Tech giants investing in African languages
As a result of this, many big corporations, including tech giants like Facebook and Google, are investing in HLTs for African languages (if only to increase their market reach and profits). The first noticeable changes came in the form of the ability to use Google in various African languages. Some companies, such as Microsoft, are also incorporating African languages into spell checkers and grammar tools.
However, there are still grave shortfalls and a lot of work needs to be done. As researcher Maria Keet points out, to integrate new languages with technology accurately and meaningfully is more than just flicking a switch, and instead requires an integrated approach: “What’s the point of searching the Web in, say, [South African language] isiXhosa when there are only a few online documents in isiXhosa and the search engine algorithms can’t process the words properly anyway, hence, not returning the results you’re looking for?”
More complex than it appears
Keet highlights the need for word processing tools to incorporate languages like these into spell checkers in order to assist everyone – from school children to professionals – to write papers, documents, messages and emails in their native tongue.
Digitising any language is complicated, and it requires extensive research and testing before reaching a stage of automatic implementation. African languages also require significantly more work than English.
Whereas basic syntax rules have been used to digitise the English language, many African languages consist of sentences that are highly dependent on the context of the situation, have complex verbs and sentence structures, and thus are not easily open to automatic tools using structured data.
As a result, researchers must build grammar engines to generate basic sentences. These run off complex algorithms that draw from existing texts, and this brings forth a range of additional issues.
Feeding off existing texts
At the core of all digital language learning are existing texts and these algorithms feed on these. Locating, and collating, these texts is difficult for many African languages, given the historical bias towards Western languages when it comes to publishing.
In spite of the difficulties, organisations around the continent are starting to identify and pool high quality native-language documents that not only include accurate spelling and grammar, but are also modern enough to be considered relevant today. Without this cultural context, software algorithms run the risk of being inaccurate and insensitive at best, and outright racist at worst.
Big data and combined effort
Much of the process, therefore, relies on big data and a combined effort from several different parties, from researchers to tech giants. As some organisations identify relevant texts, African language experts work on algorithms that can translate them accurately. Tech companies then integrate these into existing projects, and help develop new tools to assist those who need them most.
And they are already making progress – some African language spell checkers are now achieving accuracy rates of up to 80%, according to one study.

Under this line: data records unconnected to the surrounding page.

//! RV-3028-C7 register driver and its `ClockStore` adapter.
//!
//! The low-level I2C transport is a thin, concrete implementation that
//! backs the `ClockStore` trait when the engine runs against a real chip;
//! the decode pipeline itself never touches I2C directly.

use std::sync::atomic::{AtomicBool, Ordering};
use std::sync::Mutex;

pub use chrono::{Datelike, NaiveDate, NaiveDateTime, Timelike, Weekday};

use embedded_hal::blocking::i2c::{Read, Write, WriteRead};

use crate::bcd::{bcd2int, int2bcd};
use crate::clock_store::{CalendarFields, ClockCommand, ClockStore};

const RV3028_ADDRESS: u8 = 0xA4 >> 1;

const REG_SECONDS: u8 = 0x00;
const REG_MINUTES: u8 = 0x01;
const REG_HOURS: u8 = 0x02;
const REG_WEEKDAY: u8 = 0x03;
const REG_DATE: u8 = 0x04;
const REG_MONTH: u8 = 0x05;
const REG_YEAR: u8 = 0x06;

/// First address of the "Unix Time Counter" (4 bytes, little-endian).
const REG_UNIX_TIME_0: u8 = 0x1B;

/// Scratch general-purpose registers used to persist the engine's own
/// NVRAM fields: byte 0 is `dst_state`, bytes 1-4 are the little-endian
/// `gmt_offset_hours` as a 32-bit value. The real RV-3028-C7 exposes only
/// a handful of spare bytes for this; we use the block starting here
/// rather than the chip's unrelated EEPROM password/clkout configuration
/// bytes. See DESIGN.md for the rationale.
const REG_NVRAM_BASE: u8 = 0x1F;

/// RV-3028-C7 Extreme Low Power Real-Time Clock (RTC) driver.
pub struct RV3028<I2C> {
    i2c: I2C,
}

impl<I2C, E> RV3028<I2C>
where
    I2C: Write<Error = E> + Read<Error = E> + WriteRead<Error = E>,
{
    pub fn new(i2c: I2C) -> Self {
        RV3028 { i2c }
    }

    fn write_register(&mut self, reg: u8, data: u8) -> Result<(), E> {
        self.i2c.write(RV3028_ADDRESS, &[reg, data])
    }

    fn read_register(&mut self, reg: u8) -> Result<u8, E> {
        let mut buf = [0];
        self.i2c.write_read(RV3028_ADDRESS, &[reg], &mut buf)?;
        Ok(buf[0])
    }

    fn read_multi_registers(&mut self, reg: u8, read_buf: &mut [u8]) -> Result<(), E> {
        self.i2c.write_read(RV3028_ADDRESS, &[reg], read_buf)
    }

    /// Set the BCD time-tracking registers (hour/minute/second together).
    fn set_time(&mut self, time: &chrono::NaiveTime) -> Result<(), E> {
        let write_buf = [
            REG_SECONDS,
            int2bcd(time.second() as u8),
            int2bcd(time.minute() as u8),
            int2bcd(time.hour() as u8),
        ];
        self.i2c.write(RV3028_ADDRESS, &write_buf)
    }

    /// Set just the minutes and hours registers, leaving seconds alone.
    /// Used by the Clock Store's calendar commit, which is kept separate
    /// from the seconds resync owned by the frame synchronizer.
    fn set_hour_minute(&mut self, hour: u8, minute: u8) -> Result<(), E> {
        let write_buf = [REG_MINUTES, int2bcd(minute), int2bcd(hour)];
        self.i2c.write(RV3028_ADDRESS, &write_buf)
    }

    /// Set just the seconds register. Writing it resets the RTC's
    /// internal prescaler, which is exactly what the top-of-minute resync
    /// wants.
    pub fn set_seconds_register(&mut self, seconds: u8) -> Result<(), E> {
        self.write_register(REG_SECONDS, int2bcd(seconds))
    }

    /// Set the internal BCD date registers. Only years 2000-2099 are
    /// supported, matching the chip's 2-digit year register.
    fn set_date(&mut self, date: &NaiveDate) -> Result<(), E> {
        let year = if date.year() > 2000 { (date.year() - 2000) as u8 } else { 0 };
        let month = (date.month() % 13) as u8;
        let day = (date.day() % 32) as u8;
        let weekday = (date.weekday() as u8) % 7;

        let write_buf = [
            REG_WEEKDAY,
            int2bcd(weekday),
            int2bcd(day),
            int2bcd(month),
            int2bcd(year),
        ];
        self.i2c.write(RV3028_ADDRESS, &write_buf)
    }

    /// Get the year, month, day from the internal BCD registers.
    pub fn get_ymd(&mut self) -> Result<(i32, u8, u8), E> {
        let year: i32 = bcd2int(self.read_register(REG_YEAR)?) as i32 + 2000;
        let month = bcd2int(self.read_register(REG_MONTH)?);
        let day = bcd2int(self.read_register(REG_DATE)?);
        Ok((year, month, day))
    }

    /// Get the hour, minute, second from the internal BCD registers.
    pub fn get_hms(&mut self) -> Result<(u8, u8, u8), E> {
        let hours = bcd2int(self.read_register(REG_HOURS)?);
        let minutes = bcd2int(self.read_register(REG_MINUTES)?);
        let seconds = bcd2int(self.read_register(REG_SECONDS)?);
        Ok((hours, minutes, seconds))
    }

    /// Set just the Unix time counter. Prefer `set_datetime` to keep all
    /// the BCD registers aligned; this does not reset the prescaler.
    pub fn set_unix_time(&mut self, unix_time: u32) -> Result<(), E> {
        let bytes = unix_time.to_le_bytes();
        self.i2c
            .write(RV3028_ADDRESS, &[REG_UNIX_TIME_0, bytes[0], bytes[1], bytes[2], bytes[3]])
    }

    /// Read the Unix time counter (seconds since 1970, wraps ~2106).
    pub fn get_unix_time(&mut self) -> Result<u32, E> {
        let mut read_buf = [0u8; 4];
        self.read_multi_registers(REG_UNIX_TIME_0, &mut read_buf)?;
        Ok(u32::from_le_bytes(read_buf))
    }

    /// Read the Unix time counter twice to avoid tearing against an
    /// internal increment, as the vendor app notes recommend.
    pub fn get_unix_time_blocking(&mut self) -> Result<u32, E> {
        loop {
            let val1 = self.get_unix_time()?;
            let val2 = self.get_unix_time()?;
            if val1 == val2 {
                return Ok(val2);
            }
        }
    }

    /// Write the engine's 5-byte NVRAM block: byte 0 is `dst_state`,
    /// bytes 1-4 are little-endian `gmt_offset_hours`.
    pub fn write_nvram(&mut self, dst_state: u8, gmt_offset_hours: i8) -> Result<(), E> {
        let offset_bytes = (gmt_offset_hours as i32).to_le_bytes();
        let write_buf = [
            REG_NVRAM_BASE,
            dst_state,
            offset_bytes[0],
            offset_bytes[1],
            offset_bytes[2],
            offset_bytes[3],
        ];
        self.i2c.write(RV3028_ADDRESS, &write_buf)
    }

    pub fn read_nvram(&mut self) -> Result<(u8, i8), E> {
        let mut buf = [0u8; 5];
        self.read_multi_registers(REG_NVRAM_BASE, &mut buf)?;
        let dst_state = buf[0];
        let offset = i32::from_le_bytes([buf[1], buf[2], buf[3], buf[4]]) as i8;
        Ok((dst_state, offset))
    }
}

impl<I2C, E> rtcc::DateTimeAccess for RV3028<I2C>
where
    I2C: Write<Error = E> + Read<Error = E> + WriteRead<Error = E>,
{
    type Error = E;

    fn datetime(&mut self) -> Result<NaiveDateTime, Self::Error> {
        let unix_timestamp = self.get_unix_time()?;
        Ok(NaiveDateTime::from_timestamp_opt(unix_timestamp.into(), 0).unwrap())
    }

    /// Resets the internal prescaler pipeline when it writes the Seconds
    /// register, which helps align with an external clock reference.
    fn set_datetime(&mut self, datetime: &NaiveDateTime) -> Result<(), Self::Error> {
        let unix_timestamp: u32 = datetime.timestamp().try_into().unwrap();
        self.set_unix_time(unix_timestamp)?;
        self.set_date(&datetime.date())?;
        self.set_time(&datetime.time())?;
        Ok(())
    }
}

/// `ClockStore` backed by a real RV-3028-C7 over I2C.
///
/// The command mailbox itself is a plain in-process `Mutex`, since (unlike
/// the calendar fields) it has no hardware register of its own: it's the
/// software contract the engine and the autonomous RTC-reader responder
/// use to hand off work.
pub struct RtcClockStore<I2C> {
    rtc: Mutex<RV3028<I2C>>,
    command: Mutex<ClockCommand>,
    clock_valid: AtomicBool,
}

impl<I2C, E> RtcClockStore<I2C>
where
    I2C: Write<Error = E> + Read<Error = E> + WriteRead<Error = E>,
{
    pub fn new(rtc: RV3028<I2C>) -> Self {
        Self {
            rtc: Mutex::new(rtc),
            command: Mutex::new(ClockCommand::Read),
            clock_valid: AtomicBool::new(false),
        }
    }
}

impl<I2C, E> ClockStore for RtcClockStore<I2C>
where
    I2C: Write<Error = E> + Read<Error = E> + WriteRead<Error = E>,
{
    type Error = E;

    fn read_command(&self) -> ClockCommand {
        *self.command.lock().unwrap()
    }

    fn set_command(&self, command: ClockCommand) {
        if let ClockCommand::SyncSeconds(seconds) = command {
            let mut rtc = self.rtc.lock().unwrap();
            if let Err(err) = rtc.set_seconds_register(seconds % 60) {
                log::warn!("SYNC_SECONDS write failed: {err:?}");
            }
            *self.command.lock().unwrap() = ClockCommand::Read;
            return;
        }
        *self.command.lock().unwrap() = command;
    }

    fn write_calendar(&self, fields: CalendarFields) -> Result<(), Self::Error> {
        let mut rtc = self.rtc.lock().unwrap();
        let date = NaiveDate::from_ymd_opt(fields.year, fields.month as u32, fields.day as u32)
            .expect("caller validated date components");
        rtc.set_date(&date)?;
        rtc.set_hour_minute(fields.hour, fields.minute)?;
        *self.command.lock().unwrap() = ClockCommand::Read;
        Ok(())
    }

    fn dst_state(&self) -> u8 {
        self.rtc
            .lock()
            .unwrap()
            .read_nvram()
            .map(|(dst, _)| dst)
            .unwrap_or(0)
    }

    fn set_dst_state(&self, state: u8) -> Result<(), Self::Error> {
        let mut rtc = self.rtc.lock().unwrap();
        let (_, offset) = rtc.read_nvram()?;
        rtc.write_nvram(state, offset)
    }

    fn gmt_offset_hours(&self) -> i8 {
        self.rtc
            .lock()
            .unwrap()
            .read_nvram()
            .map(|(_, offset)| offset)
            .unwrap_or(0)
    }

    fn set_gmt_offset_hours(&self, hours: i8) -> Result<(), Self::Error> {
        let mut rtc = self.rtc.lock().unwrap();
        let (dst_state, _) = rtc.read_nvram()?;
        rtc.write_nvram(dst_state, hours)
    }

    fn clock_valid(&self) -> bool {
        self.clock_valid.load(Ordering::Acquire)
    }

    fn mark_clock_valid(&self) {
        self.clock_valid.store(true, Ordering::Release);
    }
}

#[cfg(test)]
mod tests {
    use super::*;
    use embedded_hal_mock::i2c::{Mock as I2cMock, Transaction as I2cTrans};
    use std::vec;

    #[test]
    fn test_set_unix_time() {
        let unix_time: u32 = 1_614_456_789;
        let bytes = unix_time.to_le_bytes();
        let expectations = [I2cTrans::write(
            RV3028_ADDRESS,
            vec![REG_UNIX_TIME_0, bytes[0], bytes[1], bytes[2], bytes[3]],
        )];
        let mock = I2cMock::new(&expectations);
        let mut rv3028 = RV3028::new(mock);
        rv3028.set_unix_time(unix_time).unwrap();
    }

    #[test]
    fn test_get_unix_time() {
        let unix_time: u32 = 1_614_456_789;
        let bytes = unix_time.to_le_bytes();
        let expectations = [
            I2cTrans::write_read(RV3028_ADDRESS, vec![REG_UNIX_TIME_0], bytes.to_vec()),
            I2cTrans::write_read(RV3028_ADDRESS, vec![REG_UNIX_TIME_0], bytes.to_vec()),
        ];
        let mock = I2cMock::new(&expectations);
        let mut rv3028 = RV3028::new(mock);
        assert_eq!(rv3028.get_unix_time().unwrap(), unix_time);
    }

    #[test]
    fn sync_seconds_writes_only_seconds_register() {
        let expectations = [I2cTrans::write(RV3028_ADDRESS, vec![REG_SECONDS, int2bcd(42)])];
        let mock = I2cMock::new(&expectations);
        let mut rv3028 = RV3028::new(mock);
        rv3028.set_seconds_register(42).unwrap();
    }

    #[test]
    fn nvram_round_trip() {
        let write_buf = vec![REG_NVRAM_BASE, 2, 0xF4, 0xFF, 0xFF, 0xFF]; // dst=2, offset=-12
        let read_buf = vec![2u8, 0xF4, 0xFF, 0xFF, 0xFF];
        let expectations = [
            I2cTrans::write(RV3028_ADDRESS, write_buf),
            I2cTrans::write_read(RV3028_ADDRESS, vec![REG_NVRAM_BASE], read_buf),
        ];
        let mock = I2cMock::new(&expectations);
        let mut rv3028 = RV3028::new(mock);
        rv3028.write_nvram(2, -12).unwrap();
        assert_eq!(rv3028.read_nvram().unwrap(), (2, -12));
    }
}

Though the process of digitising African languages is complicated, and requires the cooperation of several important individuals and organisations, the impact is far reaching. While it will certainly play an important role in cultural preservation, schooling, and the daily lives of people using digital tools, the ramifications at its most basic level are also huge – it will have a direct impact on the quality of life, particularly in fields such as healthcare, as technological advancements can help break down language barriers between doctors and patients.